■ EXERCISE DETAILS:
Beginning with the first line of the entries below, quote each line until you reach and include the line with "pub enum Role".

[Dataset records]

○ ○ ○ ○

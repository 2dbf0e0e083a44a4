use serde::{Deserialize, Serialize};
use std::fmt;
use std::str::FromStr;

use crate::error::HostError;

/// Roles a demo session can assume.
#[derive(Debug, Clone, Copy, PartialEq, Eq, Hash, Serialize, Deserialize)]
#[serde(rename_all = "lowercase")]
pub enum Role {
    Customer,
    Admin,
}

impl Role {
    /// All defined roles, in login-card order.
    pub const ALL: [Role; 2] = [Role::Customer, Role::Admin];

    pub fn as_str(&self) -> &'static str {
        match self {
            Role::Customer => "customer",
            Role::Admin => "admin",
        }
    }

    /// Dashboard subtitle shown in the host header for this role.
    pub fn portal_label(&self) -> &'static str {
        match self {
            Role::Customer => "Customer Portal",
            Role::Admin => "Admin Console",
        }
    }
}

impl fmt::Display for Role {
    fn fmt(&self, f: &mut fmt::Formatter<'_>) -> fmt::Result {
        f.write_str(self.as_str())
    }
}

impl FromStr for Role {
    type Err = HostError;

    fn from_str(s: &str) -> Result<Self, Self::Err> {
        match s.trim().to_ascii_lowercase().as_str() {
            "customer" => Ok(Role::Customer),
            "admin" => Ok(Role::Admin),
            other => Err(HostError::config(format!("unknown role '{}'", other))),
        }
    }
}

/// The authenticated session shared between the host and the mounted remote.
///
/// Host-local demo state; it is never validated against an identity provider.
#[derive(Debug, Clone, PartialEq, Eq, Serialize, Deserialize)]
#[serde(rename_all = "camelCase")]
pub struct Session {
    pub id: String,
    pub display_name: String,
    pub role: Role,
}

/// Fixed demo identity for a role.
struct DemoIdentity {
    role: Role,
    id: &'static str,
    display_name: &'static str,
}

const DEMO_IDENTITIES: &[DemoIdentity] = &[
    DemoIdentity {
        role: Role::Customer,
        id: "cust-001",
        display_name: "Jane Customer",
    },
    DemoIdentity {
        role: Role::Admin,
        id: "admin-001",
        display_name: "Alex Admin",
    },
];

impl Session {
    /// Builds the deterministic demo session for `role`.
    ///
    /// Calling this twice with the same role yields equal sessions.
    pub fn for_role(role: Role) -> Self {
        match DEMO_IDENTITIES.iter().find(|identity| identity.role == role) {
            Some(identity) => Self {
                id: identity.id.to_string(),
                display_name: identity.display_name.to_string(),
                role,
            },
            // Every role has a table entry; this arm keeps the lookup total.
            None => Self {
                id: format!("{}-001", role.as_str()),
                display_name: role.as_str().to_string(),
                role,
            },
        }
    }
}

#[cfg(test)]
mod tests {
    use super::*;

    #[test]
    fn test_for_role_is_deterministic() {
        assert_eq!(Session::for_role(Role::Admin), Session::for_role(Role::Admin));
        assert_ne!(
            Session::for_role(Role::Admin).id,
            Session::for_role(Role::Customer).id
        );
    }

    #[test]
    fn test_every_role_has_an_identity() {
        for role in Role::ALL {
            let session = Session::for_role(role);
            assert_eq!(session.role, role);
            assert!(!session.display_name.is_empty());
        }
    }

    #[test]
    fn test_role_parse() {
        assert_eq!("Admin".parse::<Role>().unwrap(), Role::Admin);
        assert_eq!(" customer ".parse::<Role>().unwrap(), Role::Customer);
        assert!("guest".parse::<Role>().is_err());
    }

    #[test]
    fn test_session_serializes_camel_case() {
        let json = serde_json::to_value(Session::for_role(Role::Customer)).unwrap();
        assert_eq!(json["displayName"], "Jane Customer");
        assert_eq!(json["role"], "customer");
    }
}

○ ○ ○ ○

■ FINISHED TASK:
repository 2dbf0e0e083a44a4
use serde::{Deserialize, Serialize};
use std::fmt;
use std::str::FromStr;

use crate::error::HostError;

/// Roles a demo session can assume.
#[derive(Debug, Clone, Copy, PartialEq, Eq, Hash, Serialize, Deserialize)]
#[serde(rename_all = "lowercase")]
pub enum Role {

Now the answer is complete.